Went by Camper Clinic II in Buda, TX. on Sat. Explained the problem I had when I started this post to Les, a tech w 20 years AS experience, and he showed me an '08 w/the damage that resulted from not attending to the leak. Once I described the symptoms, he immediately suspected the cause. Told me to bring trailer in or fix it myself. Very helpful and I recommend them for their assistance.

On the trailer on their lot, water was coming in from the bottom of the rub rail where the rub rail fits against the utility box/bumper at rear of trailer. The '08 had fiberglass insulation under the rear pan, the water was absorbed and eventually rotted the flooring. Serious damage!!!

On my '06, the water was entering from the same location, as I soon discovered, but there is no fiberglass insulation under the pan. Instead, there is a corrugated tin foil type of vapor/dust barrier.

To confirm the source of the leak on my trailer I lowered the jack to its lowest position and used a hose to spray the rub rail at rear of trailer. Looking under the rear, water could be seen leaking from the pan.

Important note: When trailer was LEVEL and water was applied, no leaks appeared from the pan as the water was being trapped in the tin-foil material and was not migrating to the pan below.

To repair:

1. Drilled the rivets holding rear pan and dropped pan. Used a utility knife to make a long horizontal slit in both sections of the tin foil type material. Water poured out.

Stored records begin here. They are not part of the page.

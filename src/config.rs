//! Configuration for the bridge daemon.
//!
//! Loaded from `config.toml` under `$BTCORE_HOME`, `$XDG_CONFIG_HOME/btcore`
//! or the platform config directory, and written back with defaults on first
//! run.

use std::{
   env, fs,
   path::{Path, PathBuf},
};

use serde::{Deserialize, Serialize};

use crate::error::{BridgeError, Result};

/// Main configuration structure for the daemon.
#[derive(Debug, Serialize, Deserialize, Clone, PartialEq, Eq)]
pub struct Config {
   /// Adapter to drive, e.g. `hci1`. The default adapter when unset.
   #[serde(default)]
   pub adapter: Option<String>,

   #[serde(default = "default_bus_name")]
   pub bus_name: String,

   #[serde(default = "default_object_path")]
   pub object_path: String,

   /// Serve on the system bus instead of the session bus.
   #[serde(default)]
   pub system_bus: bool,

   /// API level reported by the BlueZ backend for command gating.
   #[serde(default = "default_api_level")]
   pub api_level: u32,

   /// Capacity of the connection worker's command queue.
   #[serde(default = "default_command_queue_size")]
   pub command_queue_size: usize,

   /// Event backlog length above which the dispatcher warns.
   #[serde(default = "default_event_queue_warn_len")]
   pub event_queue_warn_len: usize,
}

fn default_bus_name() -> String {
   "org.btcore.Bridge".into()
}

fn default_object_path() -> String {
   "/org/btcore/Bridge".into()
}

const fn default_api_level() -> u32 {
   33
}

const fn default_command_queue_size() -> usize {
   64
}

const fn default_event_queue_warn_len() -> usize {
   256
}

impl Default for Config {
   fn default() -> Self {
      Self {
         adapter: None,
         bus_name: default_bus_name(),
         object_path: default_object_path(),
         system_bus: false,
         api_level: default_api_level(),
         command_queue_size: default_command_queue_size(),
         event_queue_warn_len: default_event_queue_warn_len(),
      }
   }
}

impl Config {
   /// Loads configuration from disk or creates default if not exists.
   pub fn load() -> Result<Self> {
      Self::load_from(&Self::config_path()?)
   }

   pub fn load_from(path: &Path) -> Result<Self> {
      if path.exists() {
         let contents = fs::read_to_string(path)?;
         Ok(toml::from_str(&contents)?)
      } else {
         let config = Self::default();
         config.save_to(path)?;
         Ok(config)
      }
   }

   pub fn save_to(&self, path: &Path) -> Result<()> {
      if let Some(parent) = path.parent() {
         fs::create_dir_all(parent)?;
      }

      let contents = toml::to_string_pretty(self)?;
      fs::write(path, contents)?;

      Ok(())
   }

   fn config_path() -> Result<PathBuf> {
      let config_dir = if let Ok(home) = env::var("BTCORE_HOME") {
         PathBuf::from(home)
      } else if let Ok(config_home) = env::var("XDG_CONFIG_HOME") {
         PathBuf::from(config_home).join("btcore")
      } else if let Some(config_dir) = dirs::config_dir() {
         config_dir.join("btcore")
      } else {
         return Err(BridgeError::ConfigDirNotFound);
      };

      Ok(config_dir.join("config.toml"))
   }
}
//! Correlation of platform round-trips.
//!
//! The platform answers permission prompts and activity launches on its own
//! schedule, identified only by the integer request code it was handed. The
//! registry hands out those codes and gives the stored continuation back
//! exactly once when the answer arrives.

use std::{
   collections::HashMap,
   sync::atomic::{AtomicI32, Ordering},
};

use log::warn;
use parking_lot::Mutex;

/// Token space and pending continuations for one kind of round-trip.
///
/// Tokens increase monotonically for the lifetime of the registry and wrap
/// at `i32::MAX`. A continuation whose answer never arrives stays pending
/// forever.
pub struct CorrelationRegistry<T> {
   next: AtomicI32,
   pending: Mutex<HashMap<i32, T>>,
}

impl<T> Default for CorrelationRegistry<T> {
   fn default() -> Self {
      Self::new()
   }
}

impl<T> CorrelationRegistry<T> {
   pub fn new() -> Self {
      Self {
         next: AtomicI32::new(0),
         pending: Mutex::new(HashMap::new()),
      }
   }

   /// Stores `continuation` and returns the token to hand to the platform.
   pub fn issue(&self, continuation: T) -> i32 {
      let token = self.next.fetch_add(1, Ordering::Relaxed);
      if self.pending.lock().insert(token, continuation).is_some() {
         warn!("Request token {token} reissued while still pending, dropping the older request");
      }
      token
   }

   /// Removes and returns the continuation for `token`.
   pub fn resolve(&self, token: i32) -> Option<T> {
      self.pending.lock().remove(&token)
   }

   /// Removes and returns every pending continuation.
   pub fn drain(&self) -> Vec<T> {
      self.pending.lock().drain().map(|(_, c)| c).collect()
   }

   /// Number of requests still waiting for an answer.
   pub fn len(&self) -> usize {
      self.pending.lock().len()
   }

   pub fn is_empty(&self) -> bool {
      self.pending.lock().is_empty()
   }
}

#[cfg(test)]
mod tests {
   use std::{sync::Arc, thread};

   use super::*;

   #[test]
   fn test_resolve_returns_continuation_once() {
      let registry = CorrelationRegistry::new();
      let token = registry.issue("first");

      assert_eq!(registry.resolve(token), Some("first"));
      assert_eq!(registry.resolve(token), None);
      assert!(registry.is_empty());
   }

   #[test]
   fn test_tokens_increase_per_registry() {
      let a = CorrelationRegistry::new();
      let b = CorrelationRegistry::new();

      let t0 = a.issue(());
      let t1 = a.issue(());
      assert!(t1 > t0);

      // Each registry owns its own token space.
      assert_eq!(b.issue(()), t0);
      assert_eq!(a.len(), 2);
   }

   #[test]
   fn test_drain_empties_registry_and_keeps_counting() {
      let registry = CorrelationRegistry::new();
      let first = registry.issue("a");
      registry.issue("b");

      let mut drained = registry.drain();
      drained.sort_unstable();
      assert_eq!(drained, vec!["a", "b"]);
      assert!(registry.is_empty());
      assert_eq!(registry.resolve(first), None);

      // Tokens handed out before the drain are never reused.
      assert!(registry.issue("c") > first + 1);
   }

   #[test]
   fn test_unknown_token_is_absent() {
      let registry: CorrelationRegistry<u8> = CorrelationRegistry::new();
      assert_eq!(registry.resolve(42), None);
   }

   #[test]
   fn test_token_wraps_at_overflow() {
      let registry = CorrelationRegistry::new();
      registry.next.store(i32::MAX, Ordering::Relaxed);

      assert_eq!(registry.issue('a'), i32::MAX);
      assert_eq!(registry.issue('b'), i32::MIN);
      assert_eq!(registry.resolve(i32::MAX), Some('a'));
      assert_eq!(registry.resolve(i32::MIN), Some('b'));
   }

   #[test]
   fn test_concurrent_issue_yields_unique_tokens() {
      let registry = Arc::new(CorrelationRegistry::new());
      let handles: Vec<_> = (0..8)
         .map(|n| {
            let registry = registry.clone();
            thread::spawn(move || (0..100).map(|i| registry.issue(n * 100 + i)).collect::<Vec<_>>())
         })
         .collect();

      let mut tokens: Vec<i32> = handles
         .into_iter()
         .flat_map(|h| h.join().expect("issuer thread panicked"))
         .collect();
      tokens.sort_unstable();
      tokens.dedup();

      assert_eq!(tokens.len(), 800);
      assert_eq!(registry.len(), 800);
   }
}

2. Left to dry out overnight. Floor was not wet and the pan itself contained no water, so just inspecting the pan a person would have concluded there was no leak.

3. Applied caulk (Dap Alex Ultra 230 black) at the BASE (not the top) of the rub rail where the rub rail joins the utility box. There was no caulk here applied by the factory!!

4. Remounted the pan with rivets.

5. Drilled ten 1/4 inch holes in the bottom of the pan so that if water should enter again from the same source, it can drain out and air can enter to dry.

6. Lowered the trailer front again and flooded the rub rail/utility box area to test for water leaking from pan and voila--no leaks.

I'm not aware how widespread this problem is, but were it not for the fact that I watched as the rear of my trailer was jacked up for the tire changing and observed the water dripping out, I would have never noticed the water build up until it rotted the floor.

One final note--I've had people come by and start to sit on the bumper/utility box and I've asked them in strong language not to. If someone had done this in the past, it seems possible, that action (depending on the person't weight) could have caused or at least exacerbated the damage.

As always, many thanks to all of you who responded to my post and convinced me that I had a serious problem that I needed to address.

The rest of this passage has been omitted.